Role of global and domestic shocks

The upward bias in inflation expectations has been exacerbated by a series of macroeconomic shocks. Food price spikes — often driven by unseasonal rains, droughts, or global supply disruptions — tend to weigh heavily on household sentiment. More recently, the COVID-19 pandemic, followed by global supply chain bottlenecks and geopolitical tensions, pushed up price surge expectations, particularly in categories like food and housing.
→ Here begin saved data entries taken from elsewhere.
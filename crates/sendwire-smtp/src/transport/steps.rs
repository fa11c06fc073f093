//! The SMTP dialogue as a table of steps.

use super::config::Security;
use crate::types::ReplyCode;

/// A stage of the submission dialogue.
#[derive(Debug, Clone, Copy, PartialEq, Eq, Hash)]
pub enum Stage {
    /// Wait for the server greeting.
    Greeting,
    /// `EHLO` on the initial connection.
    Ehlo,
    /// `STARTTLS`, then the TLS handshake.
    StartTls,
    /// `EHLO` again over the new TLS stream.
    EhloAfterTls,
    /// `AUTH LOGIN`.
    AuthLogin,
    /// base64 username.
    Username,
    /// base64 password.
    Password,
    /// `MAIL FROM:<..>`.
    MailFrom,
    /// `RCPT TO:<..>`.
    RcptTo,
    /// `DATA`.
    Data,
    /// The message body and terminator.
    Payload,
}

impl Stage {
    /// Short name used in logs.
    #[must_use]
    pub const fn name(self) -> &'static str {
        match self {
            Self::Greeting => "greeting",
            Self::Ehlo => "ehlo",
            Self::StartTls => "starttls",
            Self::EhloAfterTls => "ehlo_after_tls",
            Self::AuthLogin => "auth_login",
            Self::Username => "username",
            Self::Password => "password",
            Self::MailFrom => "mail_from",
            Self::RcptTo => "rcpt_to",
            Self::Data => "data",
            Self::Payload => "payload",
        }
    }

    /// Returns true for the stages that only exist on the STARTTLS path.
    #[must_use]
    pub const fn is_starttls_only(self) -> bool {
        matches!(self, Self::StartTls | Self::EhloAfterTls)
    }
}

/// One row of the dialogue: what to do, which reply code must come back,
/// and the message reported when it does not.
#[derive(Debug, Clone, Copy, PartialEq, Eq)]
pub struct Step {
    /// The stage.
    pub stage: Stage,
    /// The only reply code that lets the dialogue continue.
    pub expect: ReplyCode,
    /// Failure label, prefixed to the server reply in errors.
    pub failure: &'static str,
}

impl Step {
    const fn new(stage: Stage, expect: ReplyCode, failure: &'static str) -> Self {
        Self {
            stage,
            expect,
            failure,
        }
    }
}

/// Every step in order. QUIT follows the last one and its reply is ignored.
pub static STEPS: [Step; 11] = [
    Step::new(Stage::Greeting, ReplyCode::SERVICE_READY, "SMTP connection failed"),
    Step::new(Stage::Ehlo, ReplyCode::OK, "EHLO failed"),
    Step::new(Stage::StartTls, ReplyCode::SERVICE_READY, "STARTTLS failed"),
    Step::new(Stage::EhloAfterTls, ReplyCode::OK, "EHLO after TLS failed"),
    Step::new(Stage::AuthLogin, ReplyCode::AUTH_CONTINUE, "AUTH LOGIN failed"),
    Step::new(Stage::Username, ReplyCode::AUTH_CONTINUE, "Username authentication failed"),
    Step::new(Stage::Password, ReplyCode::AUTH_SUCCEEDED, "Password authentication failed"),
    Step::new(Stage::MailFrom, ReplyCode::OK, "MAIL FROM failed"),
    Step::new(Stage::RcptTo, ReplyCode::OK, "RCPT TO failed"),
    Step::new(Stage::Data, ReplyCode::START_DATA, "DATA command failed"),
    Step::new(Stage::Payload, ReplyCode::OK, "Message sending failed"),
];

/// The steps that apply to a security mode.
///
/// Whether the STARTTLS pair actually runs is decided later, once the EHLO
/// reply shows if the server offers it.
pub fn plan(security: Security) -> impl Iterator<Item = &'static Step> {
    STEPS
        .iter()
        .filter(move |step| security == Security::StartTls || !step.stage.is_starttls_only())
}
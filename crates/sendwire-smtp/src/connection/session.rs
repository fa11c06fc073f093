//! One SMTP conversation over one connection.

use super::{Connector, ServerInfo, SmtpStream};
use crate::command::{Command, encode_data};
use crate::error::{Error, Result};
use crate::parser::{parse_reply, parse_reply_line};
use crate::types::{Extension, Reply};
use std::time::Duration;
use tokio::time::timeout;

/// Upper bound on reply lines, so a hostile server cannot grow a reply forever.
const MAX_REPLY_LINES: usize = 512;

/// Wait for the server's answer to QUIT during teardown.
const QUIT_TIMEOUT: Duration = Duration::from_secs(2);

/// An open SMTP connection and what the server told us about itself.
#[derive(Debug)]
pub struct Session {
    stream: SmtpStream,
    server_info: ServerInfo,
}

impl Session {
    /// Opens a connection to `host:port`, wrapping it in TLS first when `implicit_tls` is set.
    ///
    /// # Errors
    ///
    /// Returns [`Error::Connect`] if the socket cannot be opened, or a timeout
    /// if connecting or the handshake exceeds `connect_timeout`.
    pub async fn open<C: Connector>(
        connector: &C,
        host: &str,
        port: u16,
        implicit_tls: bool,
        connect_timeout: Duration,
        io_timeout: Duration,
    ) -> Result<Self> {
        let io = timeout(connect_timeout, async {
            let io = connector.connect(host, port).await.map_err(Error::Connect)?;
            if implicit_tls {
                connector.handshake(io, host).await
            } else {
                Ok(io)
            }
        })
        .await
        .map_err(|_| Error::Timeout {
            during: "SMTP connection failed",
            after: connect_timeout,
        })??;

        Ok(Self {
            stream: SmtpStream::new(io, implicit_tls, io_timeout),
            server_info: ServerInfo::default(),
        })
    }

    /// Builds a session on an already connected stream.
    #[must_use]
    pub fn from_stream(stream: SmtpStream) -> Self {
        Self {
            stream,
            server_info: ServerInfo::default(),
        }
    }

    /// Returns the server information gathered so far.
    #[must_use]
    pub const fn server_info(&self) -> &ServerInfo {
        &self.server_info
    }

    /// Returns true if the conversation is currently encrypted.
    #[must_use]
    pub const fn is_encrypted(&self) -> bool {
        self.stream.is_encrypted()
    }

    /// Reads a complete (possibly multi-line) reply.
    ///
    /// # Errors
    ///
    /// Returns an error if reading fails, or [`Error::MalformedReply`] as soon
    /// as a line is not a reply line.
    pub async fn read_reply(&mut self) -> Result<Reply> {
        let mut lines = Vec::new();
        loop {
            let line = self.stream.read_line().await?;
            let Ok(parsed) = parse_reply_line(&line) else {
                return Err(Error::malformed(line));
            };
            lines.push(line);

            if !parsed.is_continuation {
                break;
            }
            if lines.len() >= MAX_REPLY_LINES {
                return Err(Error::Protocol("Reply has too many lines".into()));
            }
        }

        parse_reply(&lines)
    }

    /// Sends a command and reads its reply.
    ///
    /// # Errors
    ///
    /// Returns an error if writing or reading fails.
    pub async fn send_command(&mut self, cmd: &Command) -> Result<Reply> {
        self.stream.write_all(&cmd.serialize()).await?;
        self.read_reply().await
    }

    /// Streams a message after `354` and reads the final reply.
    ///
    /// # Errors
    ///
    /// Returns [`Error::Transmission`] if the connection breaks while the
    /// body is written; reading the reply fails like any other step.
    pub async fn send_payload(&mut self, message: &[u8]) -> Result<Reply> {
        let data = encode_data(message);
        self.stream.write_all(&data).await.map_err(|e| match e {
            Error::Io(io) => Error::Transmission(io),
            other => other,
        })?;
        self.read_reply().await
    }

    /// Remembers the extensions advertised in an EHLO reply.
    ///
    /// The first line of the reply is the server greeting, not an extension.
    pub fn record_extensions(&mut self, reply: &Reply) {
        if let Some(greeting) = reply.message.first() {
            self.server_info.hostname = greeting
                .split_whitespace()
                .next()
                .unwrap_or_default()
                .to_string();
        }
        self.server_info.extensions = reply
            .message
            .iter()
            .skip(1)
            .map(|line| Extension::parse(line))
            .collect();
    }

    /// Replaces the plaintext stream with a TLS one after a `220` STARTTLS reply.
    ///
    /// The plaintext stream is consumed and everything learned over it is
    /// forgotten; the caller must issue EHLO again.
    ///
    /// # Errors
    ///
    /// Returns an error if plaintext data is pending or the handshake fails.
    pub async fn upgrade<C: Connector>(
        self,
        connector: &C,
        host: &str,
        connect_timeout: Duration,
        io_timeout: Duration,
    ) -> Result<Self> {
        let io = self.stream.into_io()?;
        let io = timeout(connect_timeout, connector.handshake(io, host))
            .await
            .map_err(|_| Error::Timeout {
                during: "TLS handshake",
                after: connect_timeout,
            })??;

        Ok(Self {
            stream: SmtpStream::new(io, true, io_timeout),
            server_info: ServerInfo::default(),
        })
    }

    /// Sends QUIT and closes the connection. The server's answer is not checked.
    pub async fn quit(mut self) {
        let _ = timeout(QUIT_TIMEOUT, self.send_command(&Command::Quit)).await;
        self.stream.shutdown().await;
    }
}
The data shows that in the second half of 2024–25, as headline inflation began to ease, professional forecasts adjusted more quickly than household expectations. This lag highlights a structural challenge: expectations formed by households are more resistant to change, and therefore more difficult for policy to influence.

Why it matters in policymaking

Persistent high price expectations among households can reduce the effectiveness of monetary policy. If people believe prices will continue to rise, they are more likely to demand higher wages or increase current spending. This can feed into actual inflation, making it harder for the central bank to bring prices under control.

This creates a policy dilemma. The RBI may be compelled to tighten monetary policy even when inflation data suggests moderation. In such a scenario, achieving the twin goals of price stability and economic growth becomes harder. Moreover, the flexible inflation targeting framework itself can be undermined if the public does not believe in the central bank’s ability to hit its target.

Need for continued coordination

Despite the progress made through flexible inflation targeting, challenges remain. The study reveals the need for continued coordination between fiscal and monetary authorities. While monetary policy can influence demand-side drivers of high prices, it is less effective against supply shocks. Fiscal tools — such as export restrictions, reduced import duties, or targeted subsidies — have proved useful in stabilising food prices and tempering inflation expectations.

However, these measures need to be deployed judiciously. Over-reliance on trade restrictions, for instance, can distort markets and reduce long-term efficiency. The broader task is to build resilience in agricultural supply chains, invest in storage and logistics, and expand access to timely market information for farmers and consumers alike.

The global environment remains volatile, and India’s inflation outlook is shaped as much by international developments as by domestic policy. In this context, the RBI’s role goes beyond setting interest rates. It must continue to engage in clear communication, build public trust in its inflation targets, and strengthen the credibility of the FIT framework.

At the same time, policymakers must address demographic and sectoral disparities in inflation perceptions. Without bridging the gap between household expectations and actual inflation trends, even the best policy frameworks will struggle to deliver price stability. The path forward lies in integrating targeted fiscal measures with credible monetary action—grounded in data, and responsive to the lived experience of Indian households.